Zita teria razão em mostrar-se indignada ao constatar que uma matéria tão candente, sensível e imperiosa do Portugal dos nossos dias - refiro-me ao julgamento das mulheres desfavorecidas que foram incriminadas por terem interrompido a gravidez por sua vontade (as outras não o são, claro!) - estava a ser canalizada para os caminhos da baixa política. A iniciativa legislativa seria justa (embora tardia) e é inaceitável que se faça qualquer tipo de aproveitamento político a partir dela. Mas Zita saiu-se mal no processo. E porquê? Porque abandonou um projecto de uma lei urgente com a simples razão de ver que outros iam achincalhar, explorar politicamente ou deturpar o propósito da medida. Ou seja, foi por razões do domínio da refrega política, da trica partidária e mesmo de orgulho ferido que Zita abortou a sua iniciativa legislativa.

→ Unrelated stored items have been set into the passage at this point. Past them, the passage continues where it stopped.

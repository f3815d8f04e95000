use serde::{Deserialize, Serialize};
use std::fmt;

/// Stream unit states
#[derive(Debug, Clone, Copy, PartialEq, Eq, Hash, Serialize, Deserialize, Default)]
#[serde(rename_all = "snake_case")]
pub enum StreamState {
    /// Waiting to be claimed
    #[default]
    Pending,
    /// Claimed by a worker and being processed
    Processing,
    /// Processed successfully
    Processed,
    /// Failed; may have been delayed for retry afterwards
    Error,
    /// Waiting for `delayed_until` before becoming eligible again
    Delayed,
}

impl StreamState {
    pub const ALL: [StreamState; 5] = [
        Self::Pending,
        Self::Processing,
        Self::Processed,
        Self::Error,
        Self::Delayed,
    ];

    pub fn is_terminal(&self) -> bool {
        matches!(self, Self::Processed)
    }

    pub fn is_claimable(&self) -> bool {
        matches!(self, Self::Pending)
    }

    pub fn as_str(&self) -> &'static str {
        match self {
            Self::Pending => "pending",
            Self::Processing => "processing",
            Self::Processed => "processed",
            Self::Error => "error",
            Self::Delayed => "delayed",
        }
    }
}

impl fmt::Display for StreamState {
    fn fmt(&self, f: &mut fmt::Formatter<'_>) -> fmt::Result {
        f.write_str(self.as_str())
    }
}

impl std::str::FromStr for StreamState {
    type Err = String;

    fn from_str(s: &str) -> Result<Self, Self::Err> {
        match s {
            "pending" => Ok(Self::Pending),
            "processing" => Ok(Self::Processing),
            "processed" => Ok(Self::Processed),
            "error" => Ok(Self::Error),
            "delayed" => Ok(Self::Delayed),
            _ => Err(format!("Invalid stream state: {s}")),
        }
    }
}

/// Raw API data unit states
#[derive(Debug, Clone, Copy, PartialEq, Eq, Hash, Serialize, Deserialize, Default)]
#[serde(rename_all = "snake_case")]
pub enum DataUnitState {
    #[default]
    Pending,
    /// Claimed by one delivery; redeliveries of the same unit are skipped
    Processing,
    Processed,
    Error,
    Delayed,
}

impl DataUnitState {
    pub const ALL: [DataUnitState; 5] = [
        Self::Pending,
        Self::Processing,
        Self::Processed,
        Self::Error,
        Self::Delayed,
    ];

    pub fn as_str(&self) -> &'static str {
        match self {
            Self::Pending => "pending",
            Self::Processing => "processing",
            Self::Processed => "processed",
            Self::Error => "error",
            Self::Delayed => "delayed",
        }
    }
}

impl fmt::Display for DataUnitState {
    fn fmt(&self, f: &mut fmt::Formatter<'_>) -> fmt::Result {
        f.write_str(self.as_str())
    }
}

impl std::str::FromStr for DataUnitState {
    type Err = String;

    fn from_str(s: &str) -> Result<Self, Self::Err> {
        match s {
            "pending" => Ok(Self::Pending),
            "processing" => Ok(Self::Processing),
            "processed" => Ok(Self::Processed),
            "error" => Ok(Self::Error),
            "delayed" => Ok(Self::Delayed),
            _ => Err(format!("Invalid data unit state: {s}")),
        }
    }
}

/// Integration run states. A run with no explicit terminal state is active.
#[derive(Debug, Clone, Copy, PartialEq, Eq, Hash, Serialize, Deserialize, Default)]
#[serde(rename_all = "snake_case")]
pub enum RunState {
    #[default]
    Pending,
    Processing,
    Delayed,
    Processed,
    Error,
    IntegrationDeleted,
}

impl RunState {
    /// Stopped runs never resume on their own
    pub fn is_stopped(&self) -> bool {
        matches!(self, Self::Error | Self::IntegrationDeleted)
    }

    pub fn as_str(&self) -> &'static str {
        match self {
            Self::Pending => "pending",
            Self::Processing => "processing",
            Self::Delayed => "delayed",
            Self::Processed => "processed",
            Self::Error => "error",
            Self::IntegrationDeleted => "integration_deleted",
        }
    }
}

impl fmt::Display for RunState {
    fn fmt(&self, f: &mut fmt::Formatter<'_>) -> fmt::Result {
        f.write_str(self.as_str())
    }
}

impl std::str::FromStr for RunState {
    type Err = String;

    fn from_str(s: &str) -> Result<Self, Self::Err> {
        match s {
            "pending" => Ok(Self::Pending),
            "processing" => Ok(Self::Processing),
            "delayed" => Ok(Self::Delayed),
            "processed" => Ok(Self::Processed),
            "error" => Ok(Self::Error),
            "integration_deleted" => Ok(Self::IntegrationDeleted),
            _ => Err(format!("Invalid run state: {s}")),
        }
    }
}

#[derive(Debug, Clone, Copy, PartialEq, Eq, Hash, Serialize, Deserialize, Default)]
#[serde(rename_all = "snake_case")]
pub enum WebhookState {
    #[default]
    Pending,
    Processed,
    Error,
}

impl WebhookState {
    pub fn as_str(&self) -> &'static str {
        match self {
            Self::Pending => "pending",
            Self::Processed => "processed",
            Self::Error => "error",
        }
    }
}

impl fmt::Display for WebhookState {
    fn fmt(&self, f: &mut fmt::Formatter<'_>) -> fmt::Result {
        f.write_str(self.as_str())
    }
}

impl std::str::FromStr for WebhookState {
    type Err = String;

    fn from_str(s: &str) -> Result<Self, Self::Err> {
        match s {
            "pending" => Ok(Self::Pending),
            "processed" => Ok(Self::Processed),
            "error" => Ok(Self::Error),
            _ => Err(format!("Invalid webhook state: {s}")),
        }
    }
}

No entanto, a Justiça e os direitos dos cidadãos não estarão acima da luta partidária? Zita foi eleita e é paga para defender o interesse dos portugueses (neste caso, mais directamente das portuguesas) Não podem, pois, ser um amuo da deputada nem as questiúnculas parlamentares a impedi-la de desempenhar as funções que lhe foram confiadas. Desistindo da proposta, perdem as mulheres, perde a Justiça e perde Portugal, que continua nesta matéria a ser visto como o mais atrasado país do ocidente europeu.